- Preface
- Chapter 1, ML-Series Card Overview
- Chapter 2, CTC Operations
- Chapter 3, Initial Configuration
- Chapter 4, Configuring Interfaces
- Chapter 5, Configuring POS
- Chapter 6, Configuring Bridges
- Chapter 7, Configuring STP and RSTP
- Chapter 8, Configuring VLANs
- Chapter 9, Configuring IEEE 802.1Q Tunneling and Layer 2 Protocol Tunneling
- Chapter 10, Configuring Link Aggregation
- Chapter 11, Configuring Network Protocols
- Chapter 12, Configuring IRB
- Chapter 13, Configuring VRF Lite
- Chapter 14, Configuring Quality of Service
- Chapter 15, Configuring the Switching Database Manager
- Chapter 16, Configuring Access Control Lists
- Chapter 17, Configuring Cisco Proprietary Resilient Packet Ring
- Chapter 18, Configuring IEEE 802.17b Resilient Packet Ring
- Chapter 19, Configuring Ethernet over MPLS
- Chapter 20, Configuring Security for the ML-Series Card
- Chapter 21, CE-Series Ethernet Cards
- Chapter 22, POS on ONS Ethernet Cards
- Chapter 23, Configuring RMON
- Chapter 24, Configuring SNMP
- Chapter 25, E-Series and G-Series Ethernet Operation
- Chapter 26, Configuring CDP
- Chapter 27, Configuring CPP
- Chapter 28, Configuring Ethernet Virtual Circuits
- Appendix A, Command Reference
- Appendix B, Unsupported CLI Commands
- Appendix C, Using Technical Support
- Understanding Link Aggregation
- Understanding Encapsulation over EtherChannel or POS Channel
- Monitoring and Verifying EtherChannel and POS
- Understanding Link Aggregation Control Protocol
Configuring Link Aggregation
This chapter describes how to configure link aggregation for the ML-Series cards, both EtherChannel and packet-over-SONET/SDH (POS) channel. For additional information about the Cisco IOS commands used in this chapter, refer to the Cisco IOS Command Reference publication.
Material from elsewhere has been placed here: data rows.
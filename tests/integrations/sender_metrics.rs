#[path = "../helpers/mod.rs"]
mod helpers;

use alertbridge::backend::{RemoteBackend, RemoteBackendConfig};
use alertbridge::config::SenderConfig;
use alertbridge::core::Backend;
use alertbridge::internal_metrics::test_recorder::TestRecorder;
use helpers::alert;
use std::time::Duration;
use wiremock::matchers::{method, path};
use wiremock::{Mock, MockServer, ResponseTemplate};

const WAIT: Duration = Duration::from_secs(5);

fn remote(server: &MockServer, sender: SenderConfig, recorder: &TestRecorder) -> RemoteBackend {
    let config = RemoteBackendConfig {
        org_id: 1,
        url: server.uri(),
        tenant_id: "1".to_string(),
        basic_auth_password: String::new(),
        timeout: Duration::from_secs(2),
        promote_config: false,
        external_url: String::new(),
        default_config: alertbridge::backend::DEFAULT_CONFIG.to_string(),
        sender,
    };
    metrics::with_local_recorder(recorder, || RemoteBackend::new(config).unwrap())
}

#[tokio::test]
async fn test_delivered_alerts_are_counted() {
    let server = MockServer::start().await;
    Mock::given(method("POST"))
        .and(path("/alertmanager/api/v2/alerts"))
        .respond_with(ResponseTemplate::new(200))
        .mount(&server)
        .await;
    let recorder = TestRecorder::new();
    let backend = remote(&server, SenderConfig::default(), &recorder);

    backend
        .put_alerts(&[alert(&[("alertname", "A")]), alert(&[("alertname", "B")])])
        .await
        .unwrap();

    recorder.wait_for_counter("notifications_sent_total", 2, WAIT).await;
    let destination = format!("{}/alertmanager/api/v2/alerts", server.uri());
    assert_eq!(
        recorder.counter_with("notifications_sent_total", &[("alertmanager", destination.as_str())]),
        2
    );
    assert_eq!(recorder.counter("notifications_accepted_total"), 2);
    assert_eq!(recorder.counter("notifications_errors_total"), 0);
    assert_eq!(recorder.gauge("notifications_queue_capacity"), 10_000.0);
    assert_eq!(recorder.histogram_samples("notifications_latency_seconds").len(), 1);
    backend.stop_and_wait().await;
}

#[tokio::test]
async fn test_failed_batch_counts_every_alert() {
    let server = MockServer::start().await;
    Mock::given(method("POST"))
        .and(path("/alertmanager/api/v2/alerts"))
        .respond_with(ResponseTemplate::new(500))
        .mount(&server)
        .await;
    let recorder = TestRecorder::new();
    let backend = remote(&server, SenderConfig::default(), &recorder);

    backend
        .put_alerts(&[
            alert(&[("alertname", "A")]),
            alert(&[("alertname", "B")]),
            alert(&[("alertname", "C")]),
        ])
        .await
        .unwrap();

    recorder.wait_for_counter("notifications_errors_total", 3, WAIT).await;
    assert_eq!(recorder.counter("notifications_dropped_total"), 3);
    assert_eq!(recorder.counter("notifications_sent_total"), 0);
    backend.stop_and_wait().await;
}

#[tokio::test]
async fn test_overflow_and_rejections_are_dropped() {
    let server = MockServer::start().await;
    // Never answers within the test, so the queue is not drained.
    Mock::given(method("POST"))
        .and(path("/alertmanager/api/v2/alerts"))
        .respond_with(ResponseTemplate::new(200).set_delay(Duration::from_secs(30)))
        .mount(&server)
        .await;
    let recorder = TestRecorder::new();
    let sender = SenderConfig {
        queue_capacity: 2,
        ..Default::default()
    };
    let backend = remote(&server, sender, &recorder);

    backend
        .put_alerts(&[
            alert(&[("alertname", "A")]),
            alert(&[("alertname", "B")]),
            alert(&[("alertname", "C")]),
            alert(&[("__alert_rule_namespace_uid__", "x")]),
        ])
        .await
        .unwrap();

    // One alert over capacity and one with no usable labels.
    assert_eq!(recorder.counter("notifications_dropped_total"), 2);
    assert_eq!(recorder.counter("notifications_errors_total"), 1);
    assert_eq!(recorder.counter("notifications_accepted_total"), 2);
    assert_eq!(backend.sender().capacity(), 2);
    assert!(backend.sender().queue_len() <= 2);
    backend.stop_and_wait().await;
}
This chapter contains the following major sections:
•
Understanding Link Aggregation
•Understanding Encapsulation over EtherChannel or POS Channel
•Monitoring and Verifying EtherChannel and POS
•Understanding Link Aggregation Control Protocol
Understanding Link Aggregation
The ML-Series card offers both EtherChannel and POS channel. Traditionally EtherChannel is a trunking technology that groups together multiple full-duplex IEEE 802.3 Ethernet interfaces to provide fault-tolerant high-speed links between switches, routers, and servers. EtherChannel forms a single higher bandwidth routing or bridging endpoint and was designed primarily for host-to-switch connectivity. The ML-Series card extends this link aggregation technology to bridged POS interfaces. POS channel is only supported with LEX encapsulation.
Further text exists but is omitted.